Su affaire con Joan Crawford le permitió conocer a las luminarias de la meca del cine.
-Pero no te vayas a creer –suspiró- eran todos unos chantas, eran giles de cuarta, para uno que anduvo en los bailes de Rosario Central aquello era un paseo: se ganaba fácil. Imaginate, la Crawfod me vareaba por todo Hollywood como un reservado gran campeón.
A la altura de la estación Carlos Gardel, Lagomarsino –por lo menos- ya era Lepera.
En una boite de Las Vegas conoció a Lucky Luciano. Había humo y poca luz. Lagomarsino bailaba un tango con una mexicana cuando un ropero de mandíbula cuadrada le tocó el hombro y le dijo: “te quiere hablar el patrón.”
En una mesa circular, sólidamente abastecida de champagne, el Lucky Luciano, rodeado por jolgorientas platinadas y adustos carniceros con trajes cruzados, lo invitó a acompañarlo. Cinco horas después, borrachos y dichosos, emprendieron un viaje a Cuba. El objetivo: Lagomarsino debería enseñar el truco en los dos casinos que il capo poseía en la ciudad.
Ya a punto de descender en la estación Carlos Pellegrini, Evaristo Lagomarsino me contó que conoció al Che Guevara.
-Era alto, impresionaba el jodido, todo verde oliva, la boinita negra y la boca le caía un poco, así, medio canchera y rosarina- describió entusiasmado.
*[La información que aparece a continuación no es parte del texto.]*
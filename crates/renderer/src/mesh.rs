//! GPU meshes and the fixed set the viewer draws.

use crate::vertex::{vertices_from_generated, Vertex};
use procgen::GeneratedMesh;
use sim::SceneObjectKind;
use wgpu::util::DeviceExt;

/// A GPU mesh with vertex and index buffers.
pub struct Mesh {
    pub vertex_buffer: wgpu::Buffer,
    pub index_buffer: wgpu::Buffer,
    pub num_indices: u32,
}

impl Mesh {
    /// Create a mesh from vertex and index data.
    pub fn new(device: &wgpu::Device, vertices: &[Vertex], indices: &[u32], label: &str) -> Self {
        let vertex_buffer = device.create_buffer_init(&wgpu::util::BufferInitDescriptor {
            label: Some(&format!("{} Vertex Buffer", label)),
            contents: bytemuck::cast_slice(vertices),
            usage: wgpu::BufferUsages::VERTEX,
        });

        let index_buffer = device.create_buffer_init(&wgpu::util::BufferInitDescriptor {
            label: Some(&format!("{} Index Buffer", label)),
            contents: bytemuck::cast_slice(indices),
            usage: wgpu::BufferUsages::INDEX,
        });

        Self {
            vertex_buffer,
            index_buffer,
            num_indices: indices.len() as u32,
        }
    }

    /// Upload procedurally generated geometry.
    pub fn from_generated(device: &wgpu::Device, mesh: &GeneratedMesh, label: &str) -> Self {
        if !mesh.is_valid() {
            log::warn!("Mesh '{}' has out-of-range indices or mismatched attributes", label);
        }
        Self::new(device, &vertices_from_generated(mesh), &mesh.indices, label)
    }

    /// Unit billboard quad (XY plane, facing +Z). Particle matrices supply the
    /// camera-facing rotation and the size.
    pub fn billboard_quad(device: &wgpu::Device, size: f32) -> Self {
        let (vertices, indices) = billboard_quad_data(size);
        Self::new(device, &vertices, &indices, "Billboard")
    }
}

fn billboard_quad_data(size: f32) -> ([Vertex; 4], [u32; 6]) {
    let half = size / 2.0;
    let vertices = [
        Vertex::new([-half, -half, 0.0], [0.0, 0.0, 1.0], [0.0, 1.0]),
        Vertex::new([ half, -half, 0.0], [0.0, 0.0, 1.0], [1.0, 1.0]),
        Vertex::new([ half,  half, 0.0], [0.0, 0.0, 1.0], [1.0, 0.0]),
        Vertex::new([-half,  half, 0.0], [0.0, 0.0, 1.0], [0.0, 0.0]),
    ];
    (vertices, [0, 1, 2, 2, 3, 0])
}

/// CPU geometry for everything in the scene, ready to upload.
pub struct SceneGeometry {
    pub terrain: GeneratedMesh,
    pub pad: GeneratedMesh,
    pub vehicle: GeneratedMesh,
}

/// Every mesh the frame draws. Both pads share one mesh.
pub struct SceneMeshes {
    pub terrain: Mesh,
    pub pad: Mesh,
    pub vehicle: Mesh,
    pub particle_quad: Mesh,
}

impl SceneMeshes {
    pub fn upload(device: &wgpu::Device, geometry: &SceneGeometry) -> Self {
        let meshes = Self {
            terrain: Mesh::from_generated(device, &geometry.terrain, "Terrain"),
            pad: Mesh::from_generated(device, &geometry.pad, "Pad"),
            vehicle: Mesh::from_generated(device, &geometry.vehicle, "Vehicle"),
            particle_quad: Mesh::billboard_quad(device, 1.0),
        };
        log::info!(
            "Uploaded scene meshes: terrain {} tris, pad {} tris, vehicle {} tris",
            geometry.terrain.triangle_count(),
            geometry.pad.triangle_count(),
            geometry.vehicle.triangle_count()
        );
        meshes
    }

    pub fn mesh_for(&self, kind: SceneObjectKind) -> &Mesh {
        match kind {
            SceneObjectKind::Terrain => &self.terrain,
            SceneObjectKind::LaunchPad | SceneObjectKind::LandingPad => &self.pad,
        }
    }
}

#[cfg(test)]
mod tests {
    use super::*;

    #[test]
    fn billboard_quad_is_centred_and_front_facing() {
        let (vertices, indices) = billboard_quad_data(1.0);
        let centre = vertices.iter().fold([0.0f32; 3], |acc, v| {
            [acc[0] + v.position[0], acc[1] + v.position[1], acc[2] + v.position[2]]
        });
        assert_eq!(centre, [0.0, 0.0, 0.0]);
        assert_eq!(vertices[2].position, [0.5, 0.5, 0.0]);

        for tri in indices.chunks(3) {
            let [a, b, c] = [tri[0], tri[1], tri[2]].map(|i| glam::Vec3::from(vertices[i as usize].position));
            assert!((b - a).cross(c - a).z > 0.0);
        }
    }
}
Por supuesto, Lagomarsino le dio una mano considerable al Che, indicándole qué hacer para remontar la economía cubana –“abrir las timbas de la vieja época, eso va a traer dólares”- y la necesidad de verse con Frondizi, “cosa que hizo después, te acordarás. El quía me lo agradeció y hasta me regaló una caja de habanos.”
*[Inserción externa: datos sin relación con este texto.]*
//! Time management for the frame loop.

use std::time::{Duration, Instant};

/// Manages frame timing and delta time calculation.
///
/// By default the simulation is free-running: every frame gets the measured wall
/// clock delta. With a fixed rate set, [`Time::should_fixed_update`] drains an
/// accumulator in constant steps instead.
#[derive(Debug)]
pub struct Time {
    /// Time of the last frame.
    last_frame: Instant,
    /// Duration of the last frame.
    delta: Duration,
    /// Optional fixed simulation timestep.
    fixed_timestep: Option<Duration>,
    /// Accumulated time for fixed updates.
    accumulator: Duration,
}

impl Default for Time {
    fn default() -> Self {
        Self::new()
    }
}

impl Time {
    /// Create a new free-running time manager.
    pub fn new() -> Self {
        let now = Instant::now();
        Self {
            last_frame: now,
            delta: Duration::ZERO,
            fixed_timestep: None,
            accumulator: Duration::ZERO,
        }
    }

    /// Update timing at the start of a new frame.
    pub fn update(&mut self) {
        self.update_at(Instant::now());
    }

    fn update_at(&mut self, now: Instant) {
        self.delta = now.saturating_duration_since(self.last_frame);
        self.last_frame = now;
        if self.fixed_timestep.is_some() {
            self.accumulator += self.delta;
        }
    }

    /// Get the delta time in seconds.
    pub fn delta_seconds(&self) -> f32 {
        self.delta.as_secs_f32()
    }

    /// Fixed timestep in seconds, if fixed stepping is enabled.
    pub fn fixed_timestep_seconds(&self) -> Option<f32> {
        self.fixed_timestep.map(|d| d.as_secs_f32())
    }

    /// Check if a fixed update should run and consume the time.
    /// Always false while free-running.
    pub fn should_fixed_update(&mut self) -> bool {
        match self.fixed_timestep {
            Some(step) if self.accumulator >= step => {
                self.accumulator -= step;
                true
            }
            _ => false,
        }
    }

    /// Drop any banked fixed steps beyond `max_steps`, so a long stall costs at
    /// most that many steps instead of replaying all of it.
    pub fn limit_backlog(&mut self, max_steps: u32) {
        if let Some(step) = self.fixed_timestep {
            let cap = step * max_steps;
            if self.accumulator > cap {
                log::debug!(
                    "Dropping {:.3}s of fixed-step backlog",
                    (self.accumulator - cap).as_secs_f32()
                );
                self.accumulator = cap;
            }
        }
    }

    /// Restart measuring from now: the gap since the last frame is forgotten
    /// and no fixed steps are owed for it.
    pub fn reset_clock(&mut self) {
        self.reset_clock_at(Instant::now());
    }

    fn reset_clock_at(&mut self, now: Instant) {
        self.last_frame = now;
        self.delta = Duration::ZERO;
        self.accumulator = Duration::ZERO;
    }

    /// Set the fixed timestep rate in Hz; `None` (or a non-positive rate) restores
    /// free-running variable steps.
    pub fn set_fixed_rate(&mut self, hz: Option<f64>) {
        self.fixed_timestep = hz
            .filter(|hz| hz.is_finite() && *hz > 0.0)
            .map(|hz| Duration::from_secs_f64(1.0 / hz));
        self.accumulator = Duration::ZERO;
        match (hz, self.fixed_timestep) {
            (_, Some(step)) => log::info!("Fixed timestep {:.4}s", step.as_secs_f64()),
            (Some(hz), None) => log::warn!("Ignoring fixed rate {} Hz, running free", hz),
            (None, None) => log::debug!("Free-running timestep"),
        }
    }
}

#[cfg(test)]
mod tests {
    use super::*;

    #[test]
    fn update_measures_delta_between_frames() {
        let mut time = Time::new();
        let start = time.last_frame;
        time.update_at(start + Duration::from_millis(16));
        time.update_at(start + Duration::from_millis(50));
        assert!((time.delta_seconds() - 0.034).abs() < 1e-6);
    }

    #[test]
    fn free_running_never_requests_fixed_updates() {
        let mut time = Time::new();
        let start = time.last_frame;
        time.update_at(start + Duration::from_secs(1));
        assert!(!time.should_fixed_update());
        assert_eq!(time.fixed_timestep_seconds(), None);
    }

    #[test]
    fn fixed_rate_drains_accumulator_in_whole_steps() {
        let mut time = Time::new();
        time.set_fixed_rate(Some(10.0));
        let start = time.last_frame;
        time.update_at(start + Duration::from_millis(250));
        let mut steps = 0;
        while time.should_fixed_update() {
            steps += 1;
        }
        assert_eq!(steps, 2);
        time.update_at(start + Duration::from_millis(300));
        assert!(time.should_fixed_update());
        assert!(!time.should_fixed_update());
    }

    #[test]
    fn reset_clock_forgets_the_gap() {
        let mut time = Time::new();
        time.set_fixed_rate(Some(60.0));
        let start = time.last_frame;
        time.update_at(start + Duration::from_millis(5));
        // Ten seconds pass without frames, then the clock is reset.
        time.reset_clock_at(start + Duration::from_secs(10));
        assert_eq!(time.delta_seconds(), 0.0);
        assert!(!time.should_fixed_update());

        time.update_at(start + Duration::from_millis(10_020));
        let mut steps = 0;
        while time.should_fixed_update() {
            steps += 1;
        }
        assert!(steps <= 2, "{} steps after reset", steps);
        assert!((time.delta_seconds() - 0.020).abs() < 1e-6);
    }

    #[test]
    fn backlog_is_limited_after_a_stall() {
        let mut time = Time::new();
        time.set_fixed_rate(Some(60.0));
        let start = time.last_frame;
        time.update_at(start + Duration::from_secs(10));
        time.limit_backlog(5);
        let mut steps = 0;
        while time.should_fixed_update() {
            steps += 1;
        }
        assert_eq!(steps, 5);
    }

    #[test]
    fn limit_backlog_is_a_no_op_when_free_running() {
        let mut time = Time::new();
        let start = time.last_frame;
        time.update_at(start + Duration::from_secs(3));
        time.limit_backlog(1);
        assert!((time.delta_seconds() - 3.0).abs() < 1e-6);
        assert!(!time.should_fixed_update());
    }

    #[test]
    fn invalid_rate_falls_back_to_free_running() {
        let mut time = Time::new();
        time.set_fixed_rate(Some(0.0));
        assert_eq!(time.fixed_timestep_seconds(), None);
    }
}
Cuando Lagomarsino bajó y me saludó con un emocionado abrazo y se entremezcló con la gente, eran las siete y treinta de la tarde.
Esa noche, en un galpón de Villa Crespo, alguien iba a regresar a una fiesta en Beverly Hills o a darle un abrazo a John F.Kennedy, segundos antes de subir al Cadillac descapotable que lo pasearía por las calles de Dallas, Texas, una fatídica tarde de 1963.